Stored records:
··········

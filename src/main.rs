//! semaphore-wireguard - WireGuard mesh between Kubernetes clusters

use std::path::PathBuf;
use std::sync::Arc;

use anyhow::Context;
use axum::extract::State;
use axum::http::StatusCode;
use axum::routing::get;
use axum::Router;
use clap::Parser;
use ipnet::IpNet;
use prometheus_client::encoding::text::encode;
use prometheus_client::registry::Registry;
use tracing::info;
use tracing_subscriber::{fmt, prelude::*, EnvFilter};

use semaphore_wireguard::config::{parse_config, DEFAULT_RESYNC_PERIOD};
use semaphore_wireguard::kube::{client_from_kubeconfig, client_from_token};
use semaphore_wireguard::metrics;
use semaphore_wireguard::runner::{wg_device_name, Runner, RunnerConfig};
use semaphore_wireguard::wireguard::{device_snapshot, verify_interface_name, KernelPeerSync};

/// semaphore-wireguard - node agent meshing Kubernetes clusters over WireGuard
#[derive(Parser, Debug)]
#[command(name = "semaphore-wireguard", version, about, long_about = None)]
struct Cli {
    /// The local cluster node this process runs on
    #[arg(long, env = "SWG_NODE_NAME")]
    node_name: String,

    /// Path of the clusters configuration file
    #[arg(long, env = "SWG_CLUSTERS_CONFIG")]
    clusters_config: PathBuf,

    /// Directory to store and look for wg private keys
    #[arg(long, env = "SWG_WG_KEY_PATH", default_value = "/var/lib/semaphore-wireguard")]
    wg_key_path: PathBuf,

    /// Listen address to serve health and metrics
    #[arg(long, env = "SWG_LISTEN_ADDRESS", default_value = ":7773")]
    listen_address: String,

    /// Log level
    #[arg(long, env = "SWG_LOG_LEVEL", default_value = "info")]
    log_level: String,
}

#[derive(Clone)]
struct AppState {
    registry: Arc<Registry>,
    runners: Arc<Vec<Runner>>,
}

/// Turn a Go style `:port` listen address into one `TcpListener` accepts
fn normalize_listen_address(address: &str) -> String {
    if let Some(port) = address.strip_prefix(':') {
        format!("0.0.0.0:{port}")
    } else {
        address.to_string()
    }
}

#[tokio::main]
async fn main() -> anyhow::Result<()> {
    let cli = Cli::parse();

    tracing_subscriber::registry()
        .with(fmt::layer())
        .with(
            EnvFilter::try_from_default_env()
                .unwrap_or_else(|_| EnvFilter::new(cli.log_level.clone())),
        )
        .init();

    let raw_config = tokio::fs::read(&cli.clusters_config)
        .await
        .with_context(|| format!("cannot read config file {}", cli.clusters_config.display()))?;
    let config = parse_config(&raw_config)?;

    let local_client = client_from_kubeconfig(&config.local.kube_config_path)
        .await
        .context("cannot create kube client for the local cluster")?;
    let peer_sync = Arc::new(KernelPeerSync);

    let mut runners = Vec::new();
    let mut device_names = Vec::new();
    let mut cluster_names = Vec::new();
    for remote in &config.remotes {
        let device_name = wg_device_name(&remote.name);
        verify_interface_name(&device_name)
            .with_context(|| format!("invalid device name for remote {}", remote.name))?;

        let watch_client = if !remote.kube_config_path.is_empty() {
            client_from_kubeconfig(&remote.kube_config_path)
                .await
                .with_context(|| format!("cannot create kube client for remote {}", remote.name))?
        } else {
            let token = tokio::fs::read_to_string(&remote.remote_sa_token_path)
                .await
                .with_context(|| {
                    format!("cannot read token file {}", remote.remote_sa_token_path)
                })?;
            client_from_token(&token, &remote.remote_api_url, &remote.remote_ca_url)
                .await
                .with_context(|| format!("cannot create kube client for remote {}", remote.name))?
        };

        let pod_subnet: IpNet = remote
            .pod_subnet
            .parse()
            .with_context(|| format!("cannot parse pod subnet for remote {}", remote.name))?;
        let resync_period = if remote.resync_period.is_zero() {
            DEFAULT_RESYNC_PERIOD
        } else {
            remote.resync_period.0
        };

        let mut runner = Runner::new(
            local_client.clone(),
            watch_client,
            RunnerConfig {
                node_name: cli.node_name.clone(),
                local_cluster_name: config.local.name.clone(),
                remote_cluster_name: remote.name.clone(),
                wg_device_name: device_name.clone(),
                wg_key_filename: cli.wg_key_path.join(format!("{device_name}.key")),
                wg_device_mtu: remote.wg_device_mtu,
                wg_listen_port: remote.wg_listen_port,
                pod_subnet,
                watcher_resync_period: resync_period,
                full_resync_period: resync_period,
            },
            peer_sync.clone(),
        );
        runner
            .run()
            .await
            .with_context(|| format!("failed to start runner for remote {}", remote.name))?;

        device_names.push(device_name);
        cluster_names.push(remote.name.clone());
        runners.push(runner);
    }
    let runners = Arc::new(runners);

    let mut registry = Registry::default();
    let collector_devices = device_names.clone();
    metrics::register(
        &mut registry,
        &device_names,
        &cluster_names,
        Box::new(move || collector_devices.iter().map(|name| device_snapshot(name)).collect()),
    );

    let state = AppState {
        registry: Arc::new(registry),
        runners: runners.clone(),
    };
    let app = Router::new()
        .route("/metrics", get(metrics_handler))
        .route("/healthz", get(healthz_handler))
        .with_state(state);

    let address = normalize_listen_address(&cli.listen_address);
    let listener = tokio::net::TcpListener::bind(&address)
        .await
        .with_context(|| format!("cannot bind listen address {address}"))?;
    info!(address = %address, "Serving health and metrics");
    axum::serve(listener, app)
        .with_graceful_shutdown(shutdown_signal(runners))
        .await
        .context("health and metrics server failed")?;

    Ok(())
}

async fn shutdown_signal(runners: Arc<Vec<Runner>>) {
    if tokio::signal::ctrl_c().await.is_err() {
        return;
    }
    info!("Shutdown signal received, stopping runners");
    for runner in runners.iter() {
        runner.stop();
    }
}

async fn metrics_handler(State(state): State<AppState>) -> Result<String, StatusCode> {
    let mut body = String::new();
    encode(&mut body, &state.registry).map_err(|_| StatusCode::INTERNAL_SERVER_ERROR)?;
    Ok(body)
}

async fn healthz_handler(State(state): State<AppState>) -> StatusCode {
    // 200 only when every runner is healthy.
    if state.runners.iter().all(Runner::healthy) {
        StatusCode::OK
    } else {
        StatusCode::SERVICE_UNAVAILABLE
    }
}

··········

YOUR ASSIGNMENT:
Filter the data for the string "EnvFilter". Copy each matching line.

ANSWER TO THE EXERCISE:
use tracing_subscriber::{fmt, prelude::*, EnvFilter};
            EnvFilter::try_from_default_env()
                .unwrap_or_else(|_| EnvFilter::new(cli.log_level.clone())),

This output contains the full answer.